たまには呟いてみたい

第8講 H-5

 そうか、そうだったのか。

 彼は一言、つぶやいた。昭和の一時代に起こった、無気力・無関心・無責任の三無主義は、まさに自分のことを、自分の理想にかなり近いことを示していたのだ。自分の発想など、そのほとんどは古人がすでに見つけている。古人を「かつての人」などと嘲ることはできないだろう。なぜなら、今にもその存在を残しているのだから。

 かくゆう自己はどうであろうか。新しい発見をしたことも、大々的に注目されたこともない。ただ、今に名を残す古人が、その生前から注目されていたとは限らない。

 そのような人は、たしかに浮かび上がる。しかし、このような生き方をしたいわけではないのだ。

 真に生きるとは、名を残さないことであろう。
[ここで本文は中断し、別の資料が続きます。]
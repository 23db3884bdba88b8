//! Per-cell board state.
//!
//! A tile is the unit of board state: what occupies the cell, who owns the
//! piece, how tall a tower is, and whether the cell is currently selected
//! by the turn state machine.
//!
//! ## Occupancy
//!
//! - `Blank`: unclaimed board cell.
//! - `ClaimedTile`: a placed tile with nothing on it.
//! - `Worker`: a claimed tile carrying a colored worker.
//! - `Tower`: a claimed tile carrying a colored tower. Height 0 means a
//!   newly formed tower; it still counts as a tower. Demolishing a
//!   height-0 tower reverts the cell to `ClaimedTile`, never to `Blank`.

use serde::{Deserialize, Serialize};

use crate::core::{Color, GridLocation};

/// What occupies a board cell.
#[derive(Clone, Copy, Debug, Default, PartialEq, Eq, Hash, Serialize, Deserialize)]
pub enum Occupancy {
    #[default]
    Blank,
    ClaimedTile,
    Worker,
    Tower,
}

/// One cell of the board.
///
/// Owned exclusively by `Board`; the engine refers to tiles by coordinate,
/// never by holding references into board storage.
#[derive(Clone, Copy, Debug, PartialEq, Eq, Hash, Serialize, Deserialize)]
pub struct Tile {
    location: GridLocation,
    occupancy: Occupancy,
    owner: Option<Color>,
    tower_height: u32,
    selected: bool,
}

impl Tile {
    /// Create a blank tile at a fixed coordinate.
    #[must_use]
    pub const fn new(location: GridLocation) -> Self {
        Self {
            location,
            occupancy: Occupancy::Blank,
            owner: None,
            tower_height: 0,
            selected: false,
        }
    }

    /// The tile's grid coordinate, immutable after construction.
    #[must_use]
    pub const fn location(&self) -> GridLocation {
        self.location
    }

    // === Predicates ===

    #[must_use]
    pub fn is_blank(&self) -> bool {
        self.occupancy == Occupancy::Blank
    }

    /// A claimed tile with nothing standing on it.
    #[must_use]
    pub fn is_claimed_tile(&self) -> bool {
        self.occupancy == Occupancy::ClaimedTile
    }

    /// A worker or tower stands here.
    #[must_use]
    pub fn has_piece(&self) -> bool {
        matches!(self.occupancy, Occupancy::Worker | Occupancy::Tower)
    }

    #[must_use]
    pub fn is_worker(&self) -> bool {
        self.occupancy == Occupancy::Worker
    }

    #[must_use]
    pub fn is_worker_of(&self, color: Color) -> bool {
        self.is_worker() && self.owner == Some(color)
    }

    #[must_use]
    pub fn is_tower(&self) -> bool {
        self.occupancy == Occupancy::Tower
    }

    #[must_use]
    pub fn is_tower_of(&self, color: Color) -> bool {
        self.is_tower() && self.owner == Some(color)
    }

    /// Owner of the piece standing here, if any.
    #[must_use]
    pub fn piece_color(&self) -> Option<Color> {
        if self.has_piece() {
            self.owner
        } else {
            None
        }
    }

    /// Tower height; 0 for anything that is not a tower.
    #[must_use]
    pub fn tower_height(&self) -> u32 {
        if self.is_tower() {
            self.tower_height
        } else {
            0
        }
    }

    #[must_use]
    pub fn is_selected(&self) -> bool {
        self.selected
    }

    /// Raw occupancy, for callers that match on it directly.
    #[must_use]
    pub fn occupancy(&self) -> Occupancy {
        self.occupancy
    }

    // === Mutators ===

    /// Reset to blank and unselected.
    pub fn clear(&mut self) {
        self.occupancy = Occupancy::Blank;
        self.owner = None;
        self.tower_height = 0;
        self.selected = false;
    }

    /// Become a bare claimed tile.
    pub fn set_claimed_tile(&mut self) {
        self.occupancy = Occupancy::ClaimedTile;
        self.owner = None;
        self.tower_height = 0;
    }

    /// Place a worker of the given color.
    pub fn set_worker(&mut self, color: Color) {
        self.occupancy = Occupancy::Worker;
        self.owner = Some(color);
        self.tower_height = 0;
    }

    /// Place a tower of the given color and height.
    pub fn set_tower(&mut self, color: Color, height: u32) {
        self.occupancy = Occupancy::Tower;
        self.owner = Some(color);
        self.tower_height = height;
    }

    /// Grow a tower one level; a non-tower becomes a tower first.
    pub fn build_tower(&mut self) {
        if self.is_tower() {
            self.tower_height += 1;
        } else {
            self.occupancy = Occupancy::Tower;
        }
    }

    /// Remove one tower level.
    ///
    /// Returns false if the cell holds no tower. Demolishing height 0
    /// removes the tower entirely, reverting to a claimed tile.
    pub fn demolish_tower(&mut self) -> bool {
        if !self.is_tower() {
            return false;
        }
        if self.tower_height == 0 {
            self.set_claimed_tile();
        } else {
            self.tower_height -= 1;
        }
        true
    }

    pub fn select(&mut self) {
        self.selected = true;
    }

    pub fn unselect(&mut self) {
        self.selected = false;
    }
}

#[cfg(test)]
mod tests {
    use super::*;

    fn tile() -> Tile {
        Tile::new(GridLocation::new(3, 4))
    }

    #[test]
    fn test_new_tile_is_blank() {
        let t = tile();
        assert!(t.is_blank());
        assert_eq!(t.occupancy(), Occupancy::Blank);
        assert!(!t.has_piece());
        assert_eq!(t.piece_color(), None);
        assert_eq!(t.tower_height(), 0);
        assert!(!t.is_selected());
    }

    #[test]
    fn test_worker_placement() {
        let mut t = tile();
        t.set_claimed_tile();
        t.set_worker(Color::Red);

        assert!(t.is_worker());
        assert!(t.is_worker_of(Color::Red));
        assert!(!t.is_worker_of(Color::Blue));
        assert_eq!(t.piece_color(), Some(Color::Red));
    }

    #[test]
    fn test_tower_height_only_for_towers() {
        let mut t = tile();
        t.set_worker(Color::Blue);
        assert_eq!(t.tower_height(), 0);

        t.set_tower(Color::Blue, 3);
        assert_eq!(t.tower_height(), 3);
        assert!(t.is_tower_of(Color::Blue));
    }

    #[test]
    fn test_build_tower_grows() {
        let mut t = tile();
        t.set_tower(Color::Red, 0);
        t.build_tower();
        t.build_tower();
        assert_eq!(t.tower_height(), 2);
    }

    #[test]
    fn test_demolish_reduces_then_reverts_to_claimed() {
        let mut t = tile();
        t.set_tower(Color::Red, 1);

        assert!(t.demolish_tower());
        assert!(t.is_tower());
        assert_eq!(t.tower_height(), 0);

        assert!(t.demolish_tower());
        assert!(t.is_claimed_tile());
        assert!(!t.is_blank());
        assert_eq!(t.piece_color(), None);
    }

    #[test]
    fn test_demolish_non_tower_fails() {
        let mut t = tile();
        assert!(!t.demolish_tower());

        t.set_worker(Color::Blue);
        assert!(!t.demolish_tower());
        assert!(t.is_worker_of(Color::Blue));
    }

    #[test]
    fn test_selection_flag() {
        let mut t = tile();
        t.set_worker(Color::Red);
        t.select();
        assert!(t.is_selected());
        t.unselect();
        assert!(!t.is_selected());
    }

    #[test]
    fn test_clear_resets_everything() {
        let mut t = tile();
        t.set_tower(Color::Blue, 4);
        t.select();
        t.clear();

        assert!(t.is_blank());
        assert_eq!(t.tower_height(), 0);
        assert!(!t.is_selected());
        assert_eq!(t.location(), GridLocation::new(3, 4));
    }
}
//! Shared handle for engines read and mutated from different threads.
//!
//! The engine itself is single-threaded and synchronous. When an input
//! thread mutates while a render thread reads, the whole engine is guarded
//! by one reader-writer lock: the write lock spans a full `apply_action`,
//! readers take the read lock only for the duration of a state snapshot,
//! never for a whole frame.

use std::sync::{Arc, PoisonError, RwLock};

use super::game::GameEngine;
use super::layout::Layout;
use super::outcome::ActionOutcome;
use crate::core::{Color, GridLocation};

/// A cloneable, thread-safe handle to a `GameEngine`.
#[derive(Clone)]
pub struct SharedEngine {
    inner: Arc<RwLock<GameEngine>>,
}

impl SharedEngine {
    /// Wrap an engine for shared use.
    #[must_use]
    pub fn new(engine: GameEngine) -> Self {
        Self {
            inner: Arc::new(RwLock::new(engine)),
        }
    }

    /// Re-initialize to a fresh game.
    pub fn setup(&self, layout: &Layout) {
        self.write(|engine| engine.setup(layout));
    }

    /// Apply one action under the write lock.
    pub fn apply_action(&self, at: GridLocation, player: Color) -> ActionOutcome {
        self.write(|engine| engine.apply_action(at, player))
    }

    /// Undo the latest action this turn.
    pub fn undo_last_action(&self) -> bool {
        self.write(|engine| engine.undo_last_action())
    }

    /// Read engine state under the read lock. Keep the closure short: it
    /// should copy out what the frame needs, not render.
    pub fn read<R>(&self, f: impl FnOnce(&GameEngine) -> R) -> R {
        let guard = self
            .inner
            .read()
            .unwrap_or_else(PoisonError::into_inner);
        f(&guard)
    }

    fn write<R>(&self, f: impl FnOnce(&mut GameEngine) -> R) -> R {
        let mut guard = self
            .inner
            .write()
            .unwrap_or_else(PoisonError::into_inner);
        f(&mut guard)
    }
}
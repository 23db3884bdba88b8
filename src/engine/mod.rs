//! The rules engine: action outcomes, starting layouts, the state machine,
//! and the shared-lock handle for threaded callers.

pub mod game;
pub mod layout;
pub mod outcome;
pub mod shared;

pub use game::GameEngine;
pub use layout::Layout;
pub use outcome::{ActionOutcome, GameStatus, GameUpdate, Rejection, VictoryKind};
pub use shared::SharedEngine;
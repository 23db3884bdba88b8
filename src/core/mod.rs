//! Core types: colors, grid coordinates, configuration.
//!
//! These are the game-agnostic building blocks the board and engine are
//! assembled from. Nothing here touches board state.

pub mod color;
pub mod config;
pub mod location;

pub use color::{Color, PerPlayer};
pub use config::GameConfig;
pub use location::{GridLocation, DIRECTION_COUNT};
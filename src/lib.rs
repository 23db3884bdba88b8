//! # rise-engine
//!
//! Rules engine for Rise, a two-player turn-based strategy game on a
//! hexagonal grid. Players alternately claim tiles, place and move
//! workers, and besiege towers; the game ends when one side has no
//! workers left in play.
//!
//! ## Design Principles
//!
//! 1. **Engine only**: No rendering, input mapping, or asset loading.
//!    Callers feed `(coordinate, player)` actions in and poll board state
//!    out once per frame.
//!
//! 2. **Total queries**: Out-of-range lookups return neutral values.
//!    Rendering code never special-cases board edges.
//!
//! 3. **Rejections are values**: Every illegal move comes back as a typed
//!    `Rejection`, never a panic.
//!
//! 4. **Configuration over constants**: Board size, tile supply, worker
//!    pool, and move budget are injected via `GameConfig`.
//!
//! 5. **Persistent snapshots**: Board storage is an `im` vector, so undo
//!    snapshots are O(1) structural clones.
//!
//! ## Modules
//!
//! - `core`: Colors, per-player storage, hex coordinates, configuration
//! - `board`: Tiles and the grid that owns them
//! - `engine`: The turn/action state machine, outcomes, layouts, and the
//!   shared-lock handle
//!
//! ## Example
//!
//! ```
//! use rise_engine::{Color, GameConfig, GameEngine, GridLocation, Layout};
//!
//! let mut engine = GameEngine::new(GameConfig::default());
//! engine.setup(&Layout::parse("R.B"));
//!
//! // Red claims a blank cell next to its worker.
//! let outcome = engine.apply_action(GridLocation::new(27, 30), Color::Red);
//! assert!(outcome.is_accepted());
//! ```

pub mod board;
pub mod core;
pub mod engine;

// Re-export commonly used types
pub use crate::core::{Color, GameConfig, GridLocation, PerPlayer, DIRECTION_COUNT};

pub use crate::board::{Board, Occupancy, Tile};

pub use crate::engine::{
    ActionOutcome, GameEngine, GameStatus, GameUpdate, Layout, Rejection, SharedEngine,
    VictoryKind,
};
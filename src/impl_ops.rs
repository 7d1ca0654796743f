//! Implement math operators
//!
//! Only negation is infallible; combining two numbers goes through the
//! checked methods (`add`, `subtract`, `multiply`), which reject operands
//! of different numeral systems.
//!

use crate::*;
use crate::stdlib::ops::Neg;


impl Neg for BigInteger {
    type Output = BigInteger;

    #[inline]
    fn neg(self) -> BigInteger {
        self.negate()
    }
}

impl Neg for &BigInteger {
    type Output = BigInteger;

    #[inline]
    fn neg(self) -> BigInteger {
        self.negate()
    }
}

impl Neg for BigDecimal {
    type Output = BigDecimal;

    #[inline]
    fn neg(self) -> BigDecimal {
        -&self
    }
}

impl Neg for &BigDecimal {
    type Output = BigDecimal;

    #[inline]
    fn neg(self) -> BigDecimal {
        BigDecimal::new(self.value().negate(), self.scale())
    }
}


#[cfg(test)]
mod test {
    use super::*;

    macro_rules! impl_case {
        ($name:ident: $system:ident $input:literal => $expected:literal) => {
            #[test]
            fn $name() {
                let n = BigDecimal::parse($input, NumeralSystem::$system).unwrap();
                let expected = BigDecimal::parse($expected, NumeralSystem::$system).unwrap();
                assert_eq!(-&n, expected);
                assert_eq!(-n.clone(), expected);
                assert_eq!(-(-n.clone()), n);
            }
        };
    }

    impl_case!(case_0: Base10 "0" => "0");
    impl_case!(case_1d5: Base10 "1.5" => "-1.5");
    impl_case!(case_n0d01: Base10 "-0.01" => "0.01");
    impl_case!(case_z_i: Base36 "z:i" => "-z:i");

    #[test]
    fn neg_integer() {
        let n = BigInteger::parse("-zz", NumeralSystem::Base64).unwrap();
        assert_eq!((-&n).format(), "zz");
        assert_eq!((-n).format(), "zz");
    }
}
// Tests for BigInteger, included by integer.rs

use crate::stdlib::DefaultHasher;
use crate::stdlib::hash::{Hash, Hasher};

fn b36(s: &str) -> BigInteger {
    BigInteger::parse(s, NumeralSystem::Base36).unwrap()
}

fn b10(s: &str) -> BigInteger {
    BigInteger::parse(s, NumeralSystem::Base10).unwrap()
}

fn hash<T: Hash>(obj: &T) -> u64 {
    let mut hasher = DefaultHasher::new();
    obj.hash(&mut hasher);
    hasher.finish()
}

macro_rules! impl_case {
    (format $name:ident: $system:ident $input:literal => $expected:literal) => {
        paste! {
            #[test]
            fn [< format_ $name >]() {
                let n = BigInteger::parse($input, NumeralSystem::$system).unwrap();
                assert_eq!(n.format(), $expected);
                let again = BigInteger::parse(&n.format(), NumeralSystem::$system).unwrap();
                assert_eq!(again, n);
            }
        }
    };
    ($op:ident $name:ident: $system:ident $a:literal, $b:literal => $expected:literal) => {
        paste! {
            #[test]
            fn [< $op _ $name >]() {
                let a = BigInteger::parse($a, NumeralSystem::$system).unwrap();
                let b = BigInteger::parse($b, NumeralSystem::$system).unwrap();
                let expected = BigInteger::parse($expected, NumeralSystem::$system).unwrap();
                assert_eq!(a.$op(&b).unwrap(), expected);
            }
        }
    };
}

impl_case!(format zero: Base36 "0" => "0");
impl_case!(format padded_zero: Base36 "0000" => "0");
impl_case!(format negative_zero: Base36 "-0" => "0");
impl_case!(format plus_sign: Base36 "+12" => "12");
impl_case!(format leading_zeros: Base36 "00z1" => "z1");
impl_case!(format negative: Base10 "-0042" => "-42");
impl_case!(format base64: Base64 "0A^_z" => "A^_z");

impl_case!(add zero_left: Base10 "0", "17" => "17");
impl_case!(add zero_right: Base10 "-17", "0" => "-17");
impl_case!(add carry: Base10 "999", "1" => "1000");
impl_case!(add base36_carry: Base36 "zz", "1" => "100");
impl_case!(add mixed_pos_larger: Base10 "100", "-1" => "99");
impl_case!(add mixed_neg_larger: Base10 "1", "-100" => "-99");
impl_case!(add mixed_cancel: Base10 "-55", "55" => "0");
impl_case!(add negatives: Base10 "-5", "-7" => "-12");

impl_case!(subtract simple: Base10 "10", "3" => "7");
impl_case!(subtract to_negative: Base10 "3", "10" => "-7");
impl_case!(subtract from_zero: Base10 "0", "3" => "-3");
impl_case!(subtract negative_rhs: Base10 "3", "-10" => "13");
impl_case!(subtract negative_lhs: Base10 "-3", "10" => "-13");
impl_case!(subtract both_negative: Base10 "-3", "-10" => "7");
impl_case!(subtract equal: Base36 "abc", "abc" => "0");
impl_case!(subtract base36_borrow: Base36 "200000", "8" => "1zzzzs");

impl_case!(multiply by_zero: Base10 "12345", "0" => "0");
impl_case!(multiply by_one: Base10 "12345", "1" => "12345");
impl_case!(multiply by_minus_one: Base10 "-1", "12345" => "-12345");
impl_case!(multiply neg_neg: Base10 "-12", "-12" => "144");
impl_case!(multiply pos_neg: Base10 "254", "-791" => "-200914");
impl_case!(multiply base36_half: Base36 "2", "i" => "10");
impl_case!(multiply base64: Base64 "zz", "zz" => "zy01");

#[test]
fn parse_rejects_invalid_digit() {
    assert_eq!(BigInteger::parse("12a", NumeralSystem::Base10), Err(LexoRankError::InvalidDigit('a')));
    assert_eq!(BigInteger::parse("1-2", NumeralSystem::Base36), Err(LexoRankError::InvalidDigit('-')));
    assert_eq!(BigInteger::parse("AB", NumeralSystem::Base36), Err(LexoRankError::InvalidDigit('A')));
}

#[test]
fn parse_rejects_empty() {
    assert_eq!(BigInteger::parse("", NumeralSystem::Base36), Err(LexoRankError::Empty));
    assert_eq!(BigInteger::parse("-", NumeralSystem::Base36), Err(LexoRankError::Empty));
    assert_eq!(BigInteger::parse("+", NumeralSystem::Base10), Err(LexoRankError::Empty));
}

#[test]
fn zero_invariants() {
    let zero = b36("000");
    assert!(zero.is_zero());
    assert_eq!(zero.sign(), Sign::NoSign);
    assert_eq!(zero.len(), 1);
    assert_eq!(zero, BigInteger::zero(NumeralSystem::Base36));
    assert_eq!(zero.negate(), zero);
}

#[test]
fn one_queries() {
    assert!(BigInteger::one(NumeralSystem::Base64).is_one());
    assert!(b10("+1").is_one());
    assert!(!b10("-1").is_one());
    assert!(!b10("10").is_one());
}

#[test]
fn digit_at() {
    let n = b36("1z3");
    assert_eq!(n.digit_at(0), 3);
    assert_eq!(n.digit_at(1), 35);
    assert_eq!(n.digit_at(2), 1);
    assert_eq!(n.digit_at(3), 0);
}

#[test]
fn shift_left() {
    assert_eq!(b36("12345").shift_left(2).format(), "1234500");
    assert_eq!(b36("-1").shift_left(3).format(), "-1000");
    assert_eq!(b36("0").shift_left(3).format(), "0");
}

#[test]
fn shift_right() {
    assert_eq!(b36("12345").shift_right(2).format(), "123");
    assert_eq!(b36("12345").shift_right(5).format(), "0");
    assert_eq!(b36("12345").shift_right(6).format(), "0");
    assert_eq!(b10("-1299").shift_right(2).format(), "-12");
    assert!(b10("-12").shift_right(2).is_zero());
}

#[test]
fn complement() {
    assert_eq!(b10("12").complement(4).unwrap().format(), "9987");
    assert_eq!(b36("z").complement(1).unwrap().format(), "0");
    assert_eq!(b10("-3").complement(2).unwrap().format(), "-96");
}

#[test]
fn complement_rejects_narrow_width() {
    assert_eq!(b10("123").complement(2), Err(LexoRankError::InvalidWidth { width: 2, digits: 3 }));
    assert_eq!(b10("1").complement(0), Err(LexoRankError::InvalidWidth { width: 0, digits: 1 }));
}

#[test]
fn cross_system_operations_fail() {
    let a = b10("12");
    let b = b36("12");
    let expected = Err(LexoRankError::SystemMismatch { left: 10, right: 36 });
    assert_eq!(a.add(&b), expected);
    assert_eq!(a.subtract(&b), expected);
    assert_eq!(a.multiply(&b), expected);
}

#[test]
fn ordering() {
    let values = ["-zz", "-z", "-1", "0", "1", "9", "a", "z", "10", "zz", "100"];
    for (i, a) in values.iter().enumerate() {
        for (j, b) in values.iter().enumerate() {
            assert_eq!(b36(a).cmp(&b36(b)), i.cmp(&j), "{} <=> {}", a, b);
            assert_eq!(b36(a) == b36(b), i == j);
        }
    }
}

#[test]
fn equality_ignores_padding() {
    assert_eq!(b36("00012"), b36("12"));
    assert_eq!(b36("+12"), b36("12"));
    assert_eq!(hash(&b36("00012")), hash(&b36("12")));
}

#[test]
fn equality_requires_same_base() {
    assert_ne!(b10("12"), b36("12"));
    assert_ne!(b10("12").cmp(&b36("12")), Ordering::Equal);
}

#[test]
fn add_then_subtract_roundtrip() {
    let a = b36("hzzzzz");
    let b = b36("-1y2x");
    assert_eq!(a.add(&b).unwrap().subtract(&b).unwrap(), a);
}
つまり、世間一般からすれば下等と思われるような存在。その下等は、「品がなく、貧である」というわけではなく、坦々と日常を過ごしている人のことである。

 理想は程遠いのかもしれない。三無主義が自分の理想にかなり近いと既述したが、逆説的に、三無主義は理想から最も遠い言葉ともいえる。近づけども触れられず、遠くにあると触れられる。この圧倒的矛盾は、実は無矛盾だ。

 実体験として想起できる人もいるだろう。かくゆう自己は、その例を提示できないのだが。

さてと

 今回は、「○記録」も「○評価」もしないでおく。しない、ではなく、しないでおく、と表現することによって、断定から一段階、柔らかさを込めた言い方を感じるであろう。

 これは心情の変化というべきか、乱れというべきか。いずれにしても、逃げたわけではない。自らこのようなことを書いてしまうと、それを肯定しているようにも見える。しかし、本当に違うのだ。ただし、逃げてはいないが、躱している実感はある。

 ここまで読んだ文章から察することができるかは分からないが、今週はこんな感じであった。来週に、期待するでもなく、希求するでもなく、ルール通りに行おう。